▽

use axum::Json;
use serde_json::{json, Value};

/// GET /test
/// Returns a JSON test message.
pub async fn test_handler() -> Json<Value> {
    Json(json!({ "message": "Hello, World!" }))
}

△

### Your goal
Copy out the entire listing again, word for word.

### Answer area
use axum::Json;
use serde_json::{json, Value};

/// GET /test
/// Returns a JSON test message.
pub async fn test_handler() -> Json<Value> {
    Json(json!({ "message": "Hello, World!" }))
}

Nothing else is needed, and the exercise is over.